Prompt:
Each line in the records below, from the one that contains "filename rust/lib/core/src/collate.rs" to the one that contains "const ALPHABET: [char;", should be reproduced exactly, the first and last included.

Recorded information:
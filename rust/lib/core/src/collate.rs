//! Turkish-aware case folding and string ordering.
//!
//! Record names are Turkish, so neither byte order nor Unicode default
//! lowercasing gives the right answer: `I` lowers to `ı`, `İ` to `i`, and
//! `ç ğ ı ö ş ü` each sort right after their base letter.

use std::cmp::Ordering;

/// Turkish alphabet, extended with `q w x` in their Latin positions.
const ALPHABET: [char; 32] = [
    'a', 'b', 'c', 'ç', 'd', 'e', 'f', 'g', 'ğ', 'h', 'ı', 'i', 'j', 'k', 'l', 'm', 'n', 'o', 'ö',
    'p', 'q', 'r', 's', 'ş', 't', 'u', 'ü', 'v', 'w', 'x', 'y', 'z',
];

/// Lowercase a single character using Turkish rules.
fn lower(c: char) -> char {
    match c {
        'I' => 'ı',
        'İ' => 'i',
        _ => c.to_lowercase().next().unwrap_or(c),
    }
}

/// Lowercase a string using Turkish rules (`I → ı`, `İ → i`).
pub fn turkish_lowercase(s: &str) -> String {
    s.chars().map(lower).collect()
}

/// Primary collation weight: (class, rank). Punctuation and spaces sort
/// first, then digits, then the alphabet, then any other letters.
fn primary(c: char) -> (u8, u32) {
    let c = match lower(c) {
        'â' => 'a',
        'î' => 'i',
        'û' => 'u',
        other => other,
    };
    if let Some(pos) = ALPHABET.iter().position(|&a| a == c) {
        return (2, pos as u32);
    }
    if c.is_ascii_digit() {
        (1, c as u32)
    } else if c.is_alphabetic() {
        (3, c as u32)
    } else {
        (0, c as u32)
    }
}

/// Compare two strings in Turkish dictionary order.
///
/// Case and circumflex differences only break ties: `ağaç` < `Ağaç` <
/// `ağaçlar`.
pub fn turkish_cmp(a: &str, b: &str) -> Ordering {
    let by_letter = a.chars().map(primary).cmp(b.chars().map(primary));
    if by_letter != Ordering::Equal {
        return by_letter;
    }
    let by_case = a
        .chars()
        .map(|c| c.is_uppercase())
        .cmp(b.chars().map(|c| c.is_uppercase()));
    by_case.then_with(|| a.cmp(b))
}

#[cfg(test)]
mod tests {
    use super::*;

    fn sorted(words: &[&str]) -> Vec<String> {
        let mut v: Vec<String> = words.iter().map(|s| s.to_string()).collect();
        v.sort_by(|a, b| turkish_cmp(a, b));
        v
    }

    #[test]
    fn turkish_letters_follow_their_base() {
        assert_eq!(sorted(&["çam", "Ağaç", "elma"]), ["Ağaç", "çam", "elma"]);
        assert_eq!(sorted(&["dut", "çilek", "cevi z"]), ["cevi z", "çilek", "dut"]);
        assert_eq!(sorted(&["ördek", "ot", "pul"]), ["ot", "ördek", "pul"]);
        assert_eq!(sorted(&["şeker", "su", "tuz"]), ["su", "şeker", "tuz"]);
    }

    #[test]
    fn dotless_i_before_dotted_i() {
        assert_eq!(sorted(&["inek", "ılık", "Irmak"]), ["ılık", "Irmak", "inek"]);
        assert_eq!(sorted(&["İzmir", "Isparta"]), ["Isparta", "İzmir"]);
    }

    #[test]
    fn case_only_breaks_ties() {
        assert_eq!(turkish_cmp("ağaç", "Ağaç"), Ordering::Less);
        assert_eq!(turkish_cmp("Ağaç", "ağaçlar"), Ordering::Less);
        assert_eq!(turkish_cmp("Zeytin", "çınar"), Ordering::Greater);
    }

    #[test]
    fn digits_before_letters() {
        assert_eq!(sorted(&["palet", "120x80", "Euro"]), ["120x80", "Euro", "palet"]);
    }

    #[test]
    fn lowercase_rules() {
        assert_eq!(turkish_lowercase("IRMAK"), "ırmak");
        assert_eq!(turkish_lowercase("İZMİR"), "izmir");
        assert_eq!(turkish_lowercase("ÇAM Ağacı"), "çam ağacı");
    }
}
--
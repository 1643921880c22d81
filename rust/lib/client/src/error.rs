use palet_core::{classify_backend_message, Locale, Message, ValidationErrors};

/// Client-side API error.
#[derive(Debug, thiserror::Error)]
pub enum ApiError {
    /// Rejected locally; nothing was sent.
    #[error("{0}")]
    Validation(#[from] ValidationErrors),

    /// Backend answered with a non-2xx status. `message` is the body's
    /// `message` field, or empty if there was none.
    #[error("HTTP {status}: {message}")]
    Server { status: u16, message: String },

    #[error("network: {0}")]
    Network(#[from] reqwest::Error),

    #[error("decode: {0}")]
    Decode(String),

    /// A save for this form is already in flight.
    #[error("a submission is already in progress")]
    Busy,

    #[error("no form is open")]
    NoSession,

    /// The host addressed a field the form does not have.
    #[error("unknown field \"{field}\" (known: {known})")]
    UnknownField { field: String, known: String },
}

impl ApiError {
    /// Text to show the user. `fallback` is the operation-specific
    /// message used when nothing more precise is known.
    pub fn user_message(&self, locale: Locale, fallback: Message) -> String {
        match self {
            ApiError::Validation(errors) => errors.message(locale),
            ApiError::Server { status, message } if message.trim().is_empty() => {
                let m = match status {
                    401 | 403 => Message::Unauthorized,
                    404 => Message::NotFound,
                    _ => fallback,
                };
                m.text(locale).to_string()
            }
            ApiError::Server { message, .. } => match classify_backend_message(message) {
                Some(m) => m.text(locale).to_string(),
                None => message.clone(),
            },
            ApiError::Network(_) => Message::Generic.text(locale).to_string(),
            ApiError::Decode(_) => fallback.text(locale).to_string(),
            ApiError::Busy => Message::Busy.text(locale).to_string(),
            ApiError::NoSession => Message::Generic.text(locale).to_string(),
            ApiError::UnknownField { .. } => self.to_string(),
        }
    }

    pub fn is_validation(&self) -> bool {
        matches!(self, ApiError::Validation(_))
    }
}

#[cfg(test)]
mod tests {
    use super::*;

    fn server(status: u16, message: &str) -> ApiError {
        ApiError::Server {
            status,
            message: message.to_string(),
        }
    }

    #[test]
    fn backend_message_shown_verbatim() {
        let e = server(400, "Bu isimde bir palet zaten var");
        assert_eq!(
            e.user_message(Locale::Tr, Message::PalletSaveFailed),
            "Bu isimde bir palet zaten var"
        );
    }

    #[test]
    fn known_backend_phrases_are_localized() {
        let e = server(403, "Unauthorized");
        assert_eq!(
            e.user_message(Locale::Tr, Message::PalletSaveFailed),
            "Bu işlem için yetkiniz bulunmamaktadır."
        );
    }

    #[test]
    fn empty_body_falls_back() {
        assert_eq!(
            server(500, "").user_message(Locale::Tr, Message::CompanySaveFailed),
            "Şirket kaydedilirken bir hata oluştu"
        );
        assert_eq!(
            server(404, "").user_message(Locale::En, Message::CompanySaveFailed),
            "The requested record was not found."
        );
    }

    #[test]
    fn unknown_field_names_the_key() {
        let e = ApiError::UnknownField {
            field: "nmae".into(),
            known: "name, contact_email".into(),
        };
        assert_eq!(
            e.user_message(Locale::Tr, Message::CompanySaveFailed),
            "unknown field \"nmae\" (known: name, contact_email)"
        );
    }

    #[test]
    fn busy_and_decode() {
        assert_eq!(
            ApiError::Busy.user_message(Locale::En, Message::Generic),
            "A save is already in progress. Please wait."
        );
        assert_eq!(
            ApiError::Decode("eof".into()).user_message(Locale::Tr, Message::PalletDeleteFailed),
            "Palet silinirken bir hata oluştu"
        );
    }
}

Answer space:
filename rust/lib/core/src/collate.rs
//! Turkish-aware case folding and string ordering.
//!
//! Record names are Turkish, so neither byte order nor Unicode default
//! lowercasing gives the right answer: `I` lowers to `ı`, `İ` to `i`, and
//! `ç ğ ı ö ş ü` each sort right after their base letter.

use std::cmp::Ordering;

/// Turkish alphabet, extended with `q w x` in their Latin positions.
const ALPHABET: [char; 32] = [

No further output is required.